One thing that has not changed is the hordes of children visiting on Halloween. “I think we had 450 kids this year,” estimates Joanna. “We give out 50 pounds of candy every year,” Mike adds. “We often sit by the fire pit to hand out treats.”

Building Community
Once settled in Wyoming, Joanna joined neighbor Kathy Smiley in cooking for seniors with the Junior Women’s Club. “We also volunteered at Drake Hospital.”
“I helped with Mary Beth’s Girl Scout troop, and joined the Trowel and Error Garden Club. I later served as President. Our big project was revitalizing Centennial Park: getting the City to provide additional support. Lynn Tetley (City Manager) was a big help.”
“We did cookbooks for Junior Women’s Club; Kathy Smiley was and is the foodie of the century. When her kids were growing up (two girls, two boys), she did all the sports banquets.”

A 20-Year Renovation
Altogether, the Hocks’ labor of love took 20 years. They did most of the work themselves. Joanna’s grandparents handed down antiques that fit the period. “It was fun,” recalls Joanna. “The women would get together to pick out paint colors and curtain fabrics. We became forever friends while restoring our homes.”
To help promote the neighborhood, the Hocks volunteered to showcase their home on two of the first Wyoming Historic Home tours in the 1980s; then they were on a formal garden tour. Getting ready involved “finishing some projects we had put off,” notes Mike.
“An old home is a lifestyle. When you get older you can’t do as much yourself. We hire people more now. But if someone wants to borrow a tool or get help on renovating, many still come here.”
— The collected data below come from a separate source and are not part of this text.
use super::point::Point;
use super::vector::Vector;
use crate::EPSILON;

/// A line segment between two endpoints, used as a transient view over
/// polygon edges and as a standalone geometric primitive.
#[derive(Debug, Clone, Copy, PartialEq)]
pub struct LineSegment {
  pub start: Point,
  pub end: Point,
}

impl LineSegment {
  pub const fn new(start: Point, end: Point) -> LineSegment {
    LineSegment { start, end }
  }

  pub fn vector(&self) -> Vector {
    Vector::from_points(&self.start, &self.end)
  }

  pub fn length(&self) -> f64 {
    self.vector().length()
  }

  pub fn is_degenerate(&self) -> bool {
    self.vector().is_degenerate()
  }

  /// The minimum Euclidean distance between `self` and `other`.
  pub fn distance_to(&self, other: &LineSegment) -> f64 {
    if !matches!(
      segment_intersection(&self.start, &self.end, &other.start, &other.end),
      SegmentIntersection::None
    ) {
      return 0.0;
    }
    let d1 = point_to_segment_distance(&self.start, other);
    let d2 = point_to_segment_distance(&self.end, other);
    let d3 = point_to_segment_distance(&other.start, self);
    let d4 = point_to_segment_distance(&other.end, self);
    d1.min(d2).min(d3).min(d4)
  }

  /// The closest point on `self` to `p`, alongside the distance.
  pub fn closest_point(&self, p: &Point) -> (Point, f64) {
    let d = self.vector();
    let len_sq = d.squared_length();
    if len_sq < EPSILON * EPSILON {
      return (self.start, self.start.distance(p));
    }
    let t = Vector::from_points(&self.start, p).dot(&d) / len_sq;
    let t = t.clamp(0.0, 1.0);
    let closest = Point::new(self.start.x + t * d.dx, self.start.y + t * d.dy);
    let dist = closest.distance(p);
    (closest, dist)
  }
}

fn point_to_segment_distance(p: &Point, seg: &LineSegment) -> f64 {
  seg.closest_point(p).1
}

/// The result of intersecting two segments.
#[derive(Debug, Clone, Copy, PartialEq)]
pub enum SegmentIntersection {
  /// The segments do not touch.
  None,
  /// The segments cross in both interiors: both parametric values lie
  /// strictly in `(EPSILON, 1 - EPSILON)`.
  Proper { point: Point, t: f64, s: f64 },
  /// The segments touch at an endpoint, or overlap collinearly. For a
  /// collinear overlap, `point` is the midpoint of the overlapping range.
  Improper { point: Point },
}

impl SegmentIntersection {
  pub fn is_none(&self) -> bool {
    matches!(self, SegmentIntersection::None)
  }

  pub fn is_proper(&self) -> bool {
    matches!(self, SegmentIntersection::Proper { .. })
  }

  pub fn point(&self) -> Option<Point> {
    match self {
      SegmentIntersection::None => None,
      SegmentIntersection::Proper { point, .. } => Some(*point),
      SegmentIntersection::Improper { point } => Some(*point),
    }
  }
}

/// Intersects segment `p1`-`p2` with segment `p3`-`p4`.
///
/// The parametric solve follows the spec: `denominator = d1 x d2` where
/// `d1 = p2 - p1` and `d2 = p4 - p3`; if `|denominator| < EPSILON` the
/// segments are treated as parallel. A collinear overlap is always reported
/// as a single [`SegmentIntersection::Improper`] at the overlap midpoint,
/// never as two endpoint touches.
pub fn segment_intersection(p1: &Point, p2: &Point, p3: &Point, p4: &Point) -> SegmentIntersection {
  let d1 = Vector::from_points(p1, p2);
  let d2 = Vector::from_points(p3, p4);

  if d1.is_degenerate() && d2.is_degenerate() {
    return if p1.approx_eq(p3) {
      SegmentIntersection::Improper { point: *p1 }
    } else {
      SegmentIntersection::None
    };
  }
  if d1.is_degenerate() {
    return point_on_segment(p1, p3, p4, &d2);
  }
  if d2.is_degenerate() {
    return point_on_segment(p3, p1, p2, &d1);
  }

  let denom = d1.cross(&d2);
  let offset = Vector::from_points(p1, p3);

  if denom.abs() < EPSILON {
    if offset.cross(&d1).abs() >= EPSILON {
      return SegmentIntersection::None; // Parallel, distinct lines.
    }
    return collinear_overlap(p1, p2, p3, p4, &d1);
  }

  let t = offset.cross(&d2) / denom;
  let s = offset.cross(&d1) / denom;

  if t < -EPSILON || t > 1.0 + EPSILON || s < -EPSILON || s > 1.0 + EPSILON {
    return SegmentIntersection::None;
  }

  let point = Point::new(p1.x + t * d1.dx, p1.y + t * d1.dy);
  if t > EPSILON && t < 1.0 - EPSILON && s > EPSILON && s < 1.0 - EPSILON {
    SegmentIntersection::Proper { point, t, s }
  } else {
    SegmentIntersection::Improper { point }
  }
}

/// Handles the case where one of the two "segments" is degenerate to a point.
fn point_on_segment(point: &Point, a: &Point, b: &Point, ab: &Vector) -> SegmentIntersection {
  let offset = Vector::from_points(a, point);
  if offset.cross(ab).abs() >= EPSILON {
    return SegmentIntersection::None;
  }
  let len_sq = ab.squared_length();
  let t = offset.dot(ab) / len_sq;
  if (-EPSILON..=1.0 + EPSILON).contains(&t) {
    SegmentIntersection::Improper { point: *point }
  } else {
    SegmentIntersection::None
  }
}

/// Finds the overlap of two collinear segments (both parallel to `d1`) and
/// reports it as a single improper intersection at the overlap midpoint.
fn collinear_overlap(
  p1: &Point,
  p2: &Point,
  p3: &Point,
  p4: &Point,
  d1: &Vector,
) -> SegmentIntersection {
  let len_sq = d1.squared_length();
  let param = |p: &Point| Vector::from_points(p1, p).dot(d1) / len_sq;
  let (t3, t4) = (param(p3), param(p4));
  let (lo, hi) = if t3 <= t4 { (t3, t4) } else { (t4, t3) };
  let overlap_lo = lo.max(0.0);
  let overlap_hi = hi.min(1.0);
  if overlap_lo > overlap_hi + EPSILON {
    return SegmentIntersection::None;
  }
  let mid = (overlap_lo + overlap_hi) / 2.0;
  let point = Point::new(p1.x + mid * d1.dx, p1.y + mid * d1.dy);
  let _ = p2; // p2 == p1 + d1; kept for symmetry with the call site.
  SegmentIntersection::Improper { point }
}
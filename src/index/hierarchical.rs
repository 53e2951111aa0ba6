use std::sync::RwLock;

use super::rtree::{RTree, RTreeConfig};
use super::zorder::ZOrderIndex;
use super::{quadtree::Quadtree, quadtree::QuadtreeConfig, validate_world, Entry, SpatialIndex};
use crate::geometry::{Point, Rectangle};
use crate::GeometryError;

/// Construction parameters for [`HierarchicalIndex`].
#[derive(Debug, Clone, Copy, PartialEq)]
pub struct HierarchicalConfig {
  /// The world is partitioned into a `grid_size x grid_size` array of
  /// regions, each tracked and promoted independently.
  pub grid_size: usize,
  pub quadtree_config: QuadtreeConfig,
  pub rtree_config: RTreeConfig,
}

impl Default for HierarchicalConfig {
  fn default() -> HierarchicalConfig {
    HierarchicalConfig {
      grid_size: 4,
      quadtree_config: QuadtreeConfig::default(),
      rtree_config: RTreeConfig::default(),
    }
  }
}

const DENSE_THRESHOLD: usize = 100;
const VERY_DENSE_THRESHOLD: usize = 1000;

enum RegionBacking<T> {
  /// Entries for this region live in the shared top-level quadtree.
  Sparse,
  Dense(RTree<T>),
  VeryDense(ZOrderIndex<T>),
}

struct Region<T> {
  bounds: Rectangle,
  count: usize,
  backing: RegionBacking<T>,
}

/// Partitions the world into a grid of regions and assigns each an index
/// type based on its observed entry density: a shared top-level quadtree
/// absorbs sparse regions (< 100 entries), a per-region R-tree takes over
/// once a region passes 100 entries, and a per-region Z-order index once it
/// passes 1000. No analysis depends on which backing answered a query.
pub struct HierarchicalIndex<T> {
  world: Rectangle,
  config: HierarchicalConfig,
  top_level: Quadtree<T>,
  regions: Vec<RwLock<Region<T>>>,
}

impl<T: Copy + Eq> HierarchicalIndex<T> {
  pub fn new(world: Rectangle, config: HierarchicalConfig) -> Result<HierarchicalIndex<T>, GeometryError> {
    validate_world(&world)?;
    if config.grid_size == 0 {
      return Err(GeometryError::InvalidConfig { field: "grid_size" });
    }
    config.rtree_config.validate()?;
    let cell_w = world.width / config.grid_size as f64;
    let cell_h = world.height / config.grid_size as f64;
    let mut regions = Vec::with_capacity(config.grid_size * config.grid_size);
    for row in 0..config.grid_size {
      for col in 0..config.grid_size {
        let bounds = Rectangle::new(
          world.x + col as f64 * cell_w,
          world.y + row as f64 * cell_h,
          cell_w,
          cell_h,
        );
        regions.push(RwLock::new(Region {
          bounds,
          count: 0,
          backing: RegionBacking::Sparse,
        }));
      }
    }
    Ok(HierarchicalIndex {
      world,
      config,
      top_level: Quadtree::new(world, config.quadtree_config)?,
      regions,
    })
  }

  fn region_index_of(&self, p: &Point) -> usize {
    let grid = self.config.grid_size;
    let cell_w = self.world.width / grid as f64;
    let cell_h = self.world.height / grid as f64;
    let col = (((p.x - self.world.min_x()) / cell_w) as usize).min(grid - 1);
    let row = (((p.y - self.world.min_y()) / cell_h) as usize).min(grid - 1);
    row * grid + col
  }

  fn region_for(&self, entry: &Entry<T>) -> usize {
    self.region_index_of(&entry.bounds.centre())
  }
}

impl<T: Copy + Eq> SpatialIndex<T> for HierarchicalIndex<T> {
  fn insert(&self, entry: Entry<T>) -> bool {
    if !self.world.intersects(&entry.bounds) {
      return false;
    }
    let region_idx = self.region_for(&entry);
    let mut region = self.regions[region_idx].write().unwrap();
    region.count += 1;

    match &mut region.backing {
      RegionBacking::Sparse => {
        self.top_level.insert(entry);
        if region.count >= DENSE_THRESHOLD {
          let rtree: RTree<T> =
            RTree::new(region.bounds, self.config.rtree_config).expect("rtree_config validated at construction");
          // query_range matches on bounds overlap, which also catches entries
          // whose own region is a still-Sparse neighbour straddling into this
          // cell; only entries actually assigned here may leave top_level.
          for migrated in self.top_level.query_range(&region.bounds) {
            if self.region_for(&migrated) != region_idx {
              continue;
            }
            rtree.insert(migrated);
            self.top_level.remove(migrated.payload);
          }
          region.backing = RegionBacking::Dense(rtree);
        }
      }
      RegionBacking::Dense(rtree) => {
        rtree.insert(entry);
        if region.count >= VERY_DENSE_THRESHOLD {
          let zorder: ZOrderIndex<T> = ZOrderIndex::new(region.bounds).unwrap();
          for migrated in rtree.query_range(&region.bounds) {
            zorder.insert(migrated);
          }
          region.backing = RegionBacking::VeryDense(zorder);
        }
      }
      RegionBacking::VeryDense(zorder) => {
        zorder.insert(entry);
      }
    }
    true
  }

  fn remove(&self, payload: T) -> bool {
    if self.top_level.remove(payload) {
      return true;
    }
    for region in &self.regions {
      let region = region.read().unwrap();
      let removed = match &region.backing {
        RegionBacking::Sparse => false,
        RegionBacking::Dense(rtree) => rtree.remove(payload),
        RegionBacking::VeryDense(zorder) => zorder.remove(payload),
      };
      if removed {
        return true;
      }
    }
    false
  }

  fn clear(&self) {
    self.top_level.clear();
    for region in &self.regions {
      let mut region = region.write().unwrap();
      region.count = 0;
      region.backing = RegionBacking::Sparse;
    }
  }

  fn len(&self) -> usize {
    let mut total = self.top_level.len();
    for region in &self.regions {
      let region = region.read().unwrap();
      total += match &region.backing {
        RegionBacking::Sparse => 0,
        RegionBacking::Dense(rtree) => rtree.len(),
        RegionBacking::VeryDense(zorder) => zorder.len(),
      };
    }
    total
  }

  fn query_range(&self, rect: &Rectangle) -> Vec<Entry<T>> {
    let mut out = self.top_level.query_range(rect);
    for region in &self.regions {
      let region = region.read().unwrap();
      if !region.bounds.intersects(rect) {
        continue;
      }
      match &region.backing {
        RegionBacking::Sparse => {}
        RegionBacking::Dense(rtree) => out.extend(rtree.query_range(rect)),
        RegionBacking::VeryDense(zorder) => out.extend(zorder.query_range(rect)),
      }
    }
    out
  }

  fn find_potential_intersections(&self) -> Vec<(Entry<T>, Entry<T>)> {
    let mut out = self.top_level.find_potential_intersections();
    for region in &self.regions {
      let region = region.read().unwrap();
      match &region.backing {
        RegionBacking::Sparse => {}
        RegionBacking::Dense(rtree) => out.extend(rtree.find_potential_intersections()),
        RegionBacking::VeryDense(zorder) => out.extend(zorder.find_potential_intersections()),
      }
    }
    out
  }
}
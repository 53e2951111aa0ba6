use crate::geometry::Polygon;

/// A vertex whose interior angle fell below the analysis threshold.
#[derive(Debug, Clone, Copy, PartialEq)]
pub struct SharpAngleRecord {
  pub polygon_id: u64,
  pub vertex_index: usize,
  pub angle_degrees: f64,
}

/// For each polygon, every vertex whose interior angle is strictly less
/// than `threshold_degrees` and strictly greater than `0`.
///
/// O(n) per polygon, O(1) additional space beyond the result vector.
/// Polygons with fewer than 3 vertices contribute nothing, the same as a
/// degenerate incident edge at a single vertex contributes nothing — both
/// are absorbed by [`Polygon::vertex_angle`]'s `None` sentinel rather than
/// raised here.
pub fn find_sharp_angles(polygons: &[Polygon], threshold_degrees: f64) -> Vec<SharpAngleRecord> {
  let mut out = Vec::new();
  for polygon in polygons {
    for i in 0..polygon.vertex_count() {
      if let Some(angle) = polygon.vertex_angle(i) {
        if angle > 0.0 && angle < threshold_degrees {
          out.push(SharpAngleRecord {
            polygon_id: polygon.id(),
            vertex_index: i,
            angle_degrees: angle,
          });
        }
      }
    }
  }
  out
}
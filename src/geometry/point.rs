use std::ops::{Add, Index, Sub};

use super::vector::Vector;
use crate::EPSILON;

/// A point in the plane. Freely copied; equality is exact on the stored bits.
///
/// Use [`Point::approx_eq`] when "the same point" should tolerate the usual
/// floating-point noise instead.
#[derive(Debug, Clone, Copy, PartialEq)]
pub struct Point {
  pub x: f64,
  pub y: f64,
}

impl Point {
  pub const fn new(x: f64, y: f64) -> Point {
    Point { x, y }
  }

  pub fn distance(&self, other: &Point) -> f64 {
    (self.x - other.x).hypot(self.y - other.y)
  }

  pub fn squared_distance(&self, other: &Point) -> f64 {
    let dx = self.x - other.x;
    let dy = self.y - other.y;
    dx * dx + dy * dy
  }

  /// Geometric "same point" within [`EPSILON`], as opposed to bitwise equality.
  pub fn approx_eq(&self, other: &Point) -> bool {
    self.distance(other) < EPSILON
  }

  pub fn as_vec(&self) -> Vector {
    Vector::new(self.x, self.y)
  }

  /// Midpoint of `self` and `other`.
  pub fn midpoint(&self, other: &Point) -> Point {
    Point::new((self.x + other.x) / 2.0, (self.y + other.y) / 2.0)
  }
}

impl From<(f64, f64)> for Point {
  fn from((x, y): (f64, f64)) -> Point {
    Point::new(x, y)
  }
}

impl Index<usize> for Point {
  type Output = f64;
  fn index(&self, key: usize) -> &f64 {
    match key {
      0 => &self.x,
      1 => &self.y,
      _ => panic!("Point index out of range: {key}"),
    }
  }
}

impl Add<Vector> for Point {
  type Output = Point;
  fn add(self, rhs: Vector) -> Point {
    Point::new(self.x + rhs.dx, self.y + rhs.dy)
  }
}

impl Sub<Point> for Point {
  type Output = Vector;
  fn sub(self, rhs: Point) -> Vector {
    Vector::new(self.x - rhs.x, self.y - rhs.y)
  }
}

impl Sub<&Point> for &Point {
  type Output = Vector;
  fn sub(self, rhs: &Point) -> Vector {
    Vector::new(self.x - rhs.x, self.y - rhs.y)
  }
}
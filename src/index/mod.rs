//! Spatial indices sharing one query surface: a quadtree, an R-tree, a
//! Z-order (Morton code) linear index, and a hierarchical index that picks
//! among the three per region based on local density.

mod hierarchical;
mod quadtree;
mod rtree;
mod zorder;

pub use hierarchical::{HierarchicalConfig, HierarchicalIndex};
pub use quadtree::{Quadtree, QuadtreeConfig};
pub use rtree::{RTree, RTreeConfig};
pub use zorder::ZOrderIndex;

use crate::geometry::Rectangle;
use crate::GeometryError;

/// An (bounding_rectangle, payload) pair stored in a spatial index. Payload
/// is an opaque identifier — a polygon id or an [`crate::geometry::EdgeId`].
#[derive(Debug, Clone, Copy, PartialEq)]
pub struct Entry<T> {
  pub bounds: Rectangle,
  pub payload: T,
}

impl<T> Entry<T> {
  pub fn new(bounds: Rectangle, payload: T) -> Entry<T> {
    Entry { bounds, payload }
  }
}

/// The capability set common to every spatial index in this crate.
///
/// Mutating operations (`insert`, `remove`, `clear`) take `&self` and
/// serialise internally under a lock, matching the per-index `RwLock`
/// concurrency model: queries may run concurrently with other queries but
/// not with a mutation.
pub trait SpatialIndex<T: Copy + Eq> {
  /// Inserts `entry`. Returns `false` (a rejected mutation, not an error) if
  /// the entry's bounds fall entirely outside the index's world rectangle.
  fn insert(&self, entry: Entry<T>) -> bool;

  /// Removes any entry whose payload equals `payload`. Returns `false` if no
  /// such entry was found.
  fn remove(&self, payload: T) -> bool;

  /// Removes every entry.
  fn clear(&self);

  fn len(&self) -> usize;

  fn is_empty(&self) -> bool {
    self.len() == 0
  }

  /// Every entry whose bounds intersect `rect`. No ordering is guaranteed.
  fn query_range(&self, rect: &Rectangle) -> Vec<Entry<T>>;

  /// Every entry whose bounds contain `p`.
  fn query_point(&self, p: &crate::geometry::Point) -> Vec<Entry<T>> {
    self
      .query_range(&Rectangle::new(p.x, p.y, 0.0, 0.0))
      .into_iter()
      .filter(|e| e.bounds.contains(p))
      .collect()
  }

  /// `entry`'s bounds expanded by `distance` on every side, delegated to
  /// [`SpatialIndex::query_range`].
  fn query_nearby(&self, entry: &Entry<T>, distance: f64) -> Vec<Entry<T>> {
    self.query_range(&entry.bounds.expand(distance))
  }

  /// A superset of all intersecting entry pairs; callers filter precisely.
  fn find_potential_intersections(&self) -> Vec<(Entry<T>, Entry<T>)>;

  /// Inserts every entry in `entries`, independently. One rejected entry
  /// does not roll back the others already inserted in the same call.
  /// Returns the number of entries actually accepted.
  fn batch_insert(&self, entries: Vec<Entry<T>>) -> usize {
    entries.into_iter().filter(|e| self.insert(*e)).count()
  }
}

/// Checks that a world rectangle has positive width and height, the
/// precondition every index constructor shares.
pub(crate) fn validate_world(world: &Rectangle) -> Result<(), GeometryError> {
  if world.width <= 0.0 || world.height <= 0.0 {
    Err(GeometryError::InvalidBounds)
  } else {
    Ok(())
  }
}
Keeping The Village Strong
“You can’t duplicate what we have,” explains Mike. “A restored house of this vintage in a great neighborhood; it doesn’t exist very often.”
What keeps The Village strong is new people with the same enduring attitude, Mike says, citing examples: “Grove Avenue Alum Melissa Kennedy, Margee Moore, Anne McCarthy, Tim Norbut and many others have each championed projects to keep the block dynamic. No fanfare; just get the job done.”
To those considering Wyoming, the Hocks say: Come here. It feels like home. You are safe walking, even at night. It’s full of justifiable pride. The schools are small and special; your children have a good chance of becoming the adults you want them to be.
Mike tells a story that encapsulates how he and Joanna feel: “A new neighbor moved in last year from a more modern development. There was a big rain. I told him to call the Fire Department to pump out his basement. He couldn’t believe they actually came.”
“I delight in what he notices as a Wyoming newbie: the special houses; the big trees; the joy of walking his dog; the closeness of the neighborhood - simple unchanging things.”